**Your instructions:**
For every line in the data below that contains "usize", copy the line.

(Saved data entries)
:::::

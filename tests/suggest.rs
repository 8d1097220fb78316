// tests/suggest.rs
//
// Drives the git2 engines and the suggester end-to-end over a small
// fixture repository built in a temp directory.

use std::collections::BTreeSet;
use std::path::Path;

use git2::{Oid, Repository, Signature};
use tempfile::TempDir;

use git_reviewers::directory::{AutoDirectory, RosterDirectory, StdoutReviewClient};
use git_reviewers::engines::{AccountDirectory, DiffEngine};
use git_reviewers::git::{GitBlameEngine, GitDiffEngine};
use git_reviewers::model::{AccountId, Change, ChangeKind, RevisionCommit};
use git_reviewers::suggester::ReviewerSuggester;

const BASE: &str = "line one\nline two\nline three\nline four\nline five\n";
const BOB_EDIT: &str = "line one\nline two\nline three\nfour by bob\nfive by bob\n";
const CAROL_EDIT: &str = "line one\ntwo by carol\nthree by carol\nfour by bob\nfive by carol\n";

fn commit_file(repo: &Repository, path: &str, content: &str, name: &str, email: &str) -> Oid {
    let workdir = repo.workdir().unwrap();
    std::fs::write(workdir.join(path), content).unwrap();
    let mut index = repo.index().unwrap();
    index.add_path(Path::new(path)).unwrap();
    index.write().unwrap();
    let tree = repo.find_tree(index.write_tree().unwrap()).unwrap();
    let sig = Signature::now(name, email).unwrap();
    let parent = repo.head().ok().and_then(|h| h.peel_to_commit().ok());
    let parents: Vec<&git2::Commit> = parent.iter().collect();
    repo.commit(Some("HEAD"), &sig, &sig, "commit", &tree, &parents)
        .unwrap()
}

/// Alice writes the file, Bob rewrites lines 4-5, Carol's change (the
/// patch set under review) touches lines 2-3 and 5. Blamed at Bob's
/// commit that credits Alice with two lines and Bob with one.
fn fixture() -> (TempDir, Repository, Oid, Oid) {
    let dir = TempDir::new().unwrap();
    let repo = Repository::init(dir.path()).unwrap();
    commit_file(&repo, "code.txt", BASE, "Alice", "alice@example.com");
    let bob = commit_file(&repo, "code.txt", BOB_EDIT, "Bob", "bob@example.com");
    let carol = commit_file(&repo, "code.txt", CAROL_EDIT, "Carol", "carol@example.com");
    (dir, repo, bob, carol)
}

fn revision(repo: &Repository, oid: Oid) -> RevisionCommit {
    let commit = repo.find_commit(oid).unwrap();
    RevisionCommit {
        id: commit.id().to_string(),
        parents: commit.parent_ids().map(|p| p.to_string()).collect(),
    }
}

fn write_roster(dir: &TempDir) -> std::path::PathBuf {
    let path = dir.path().join("roster.json");
    std::fs::write(
        &path,
        r#"[
            {"id": 1, "name": "Alice", "emails": ["alice@example.com"]},
            {"id": 2, "name": "Bob", "emails": ["bob@example.com"]},
            {"id": 3, "name": "Carol", "emails": ["carol@example.com"]}
        ]"#,
    )
    .unwrap();
    path
}

#[test]
fn diff_engine_reports_exact_edit_ranges() {
    let (_dir, repo, bob, carol) = fixture();
    let files = GitDiffEngine::new(&repo)
        .list_modified_files("demo", &carol.to_string(), &bob.to_string())
        .unwrap();

    assert_eq!(files.len(), 1);
    let entry = &files["code.txt"];
    assert_eq!(entry.kind, ChangeKind::Modified);
    assert_eq!(entry.old_path.as_deref(), Some("code.txt"));
    let old_ranges: Vec<(usize, usize)> = entry
        .edits
        .iter()
        .map(|e| (e.begin_old, e.end_old))
        .collect();
    assert_eq!(old_ranges, vec![(1, 3), (4, 5)]);
}

#[test]
fn suggests_the_authors_who_last_touched_the_changed_lines() {
    let (dir, repo, _bob, carol) = fixture();
    let roster = RosterDirectory::load(&write_roster(&dir)).unwrap();
    let owner = roster.account_for_email("carol@example.com").unwrap();

    let diff_engine = GitDiffEngine::new(&repo);
    let blame_engine = GitBlameEngine::new(&repo);
    let client = StdoutReviewClient::new(&roster);

    let run = |k: usize| {
        ReviewerSuggester::new(
            revision(&repo, carol),
            Change {
                id: carol.to_string(),
                project: "demo".into(),
                owner,
            },
            k,
            None,
            &diff_engine,
            &blame_engine,
            &roster,
            &roster,
            &client,
        )
        .run()
    };

    // Alice owns two of the blamed lines, Bob one
    assert_eq!(run(1), BTreeSet::from([AccountId(1)]));
    assert_eq!(run(2), BTreeSet::from([AccountId(1), AccountId(2)]));
}

#[test]
fn auto_directory_minted_accounts_carry_the_author_emails() {
    let (_dir, repo, _bob, carol) = fixture();
    let auto = AutoDirectory::new();
    let owner = auto.account_for_email("carol@example.com");

    let diff_engine = GitDiffEngine::new(&repo);
    let blame_engine = GitBlameEngine::new(&repo);
    let client = StdoutReviewClient::new(&auto);

    let top = ReviewerSuggester::new(
        revision(&repo, carol),
        Change {
            id: carol.to_string(),
            project: "demo".into(),
            owner,
        },
        5,
        None,
        &diff_engine,
        &blame_engine,
        &auto,
        &auto,
        &client,
    )
    .run();

    let emails: BTreeSet<String> = top
        .iter()
        .map(|id| auto.get_account(*id).unwrap().name)
        .collect();
    assert_eq!(
        emails,
        BTreeSet::from(["alice@example.com".to_string(), "bob@example.com".to_string()])
    );
}

#[test]
fn a_change_that_only_adds_a_file_suggests_nobody() {
    let (dir, repo, _bob, _carol) = fixture();
    let added = commit_file(&repo, "new.txt", "fresh\n", "Dave", "dave@example.com");
    let roster = RosterDirectory::load(&write_roster(&dir)).unwrap();

    let diff_engine = GitDiffEngine::new(&repo);
    let blame_engine = GitBlameEngine::new(&repo);
    let client = StdoutReviewClient::new(&roster);

    let top = ReviewerSuggester::new(
        revision(&repo, added),
        Change {
            id: added.to_string(),
            project: "demo".into(),
            owner: AccountId(4),
        },
        3,
        None,
        &diff_engine,
        &blame_engine,
        &roster,
        &roster,
        &client,
    )
    .run();
    assert!(top.is_empty());
}

#[test]
fn the_root_commit_suggests_nobody() {
    let (dir, repo, _bob, _carol) = fixture();
    let root = {
        let mut walk = repo.revwalk().unwrap();
        walk.push_head().unwrap();
        walk.filter_map(Result::ok).last().unwrap()
    };
    let roster = RosterDirectory::load(&write_roster(&dir)).unwrap();

    let diff_engine = GitDiffEngine::new(&repo);
    let blame_engine = GitBlameEngine::new(&repo);
    let client = StdoutReviewClient::new(&roster);

    let top = ReviewerSuggester::new(
        revision(&repo, root),
        Change {
            id: root.to_string(),
            project: "demo".into(),
            owner: AccountId(1),
        },
        3,
        None,
        &diff_engine,
        &blame_engine,
        &roster,
        &roster,
        &client,
    )
    .run();
    assert!(top.is_empty());
}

:::::

**Result:**
    let old_ranges: Vec<(usize, usize)> = entry
    let run = |k: usize| {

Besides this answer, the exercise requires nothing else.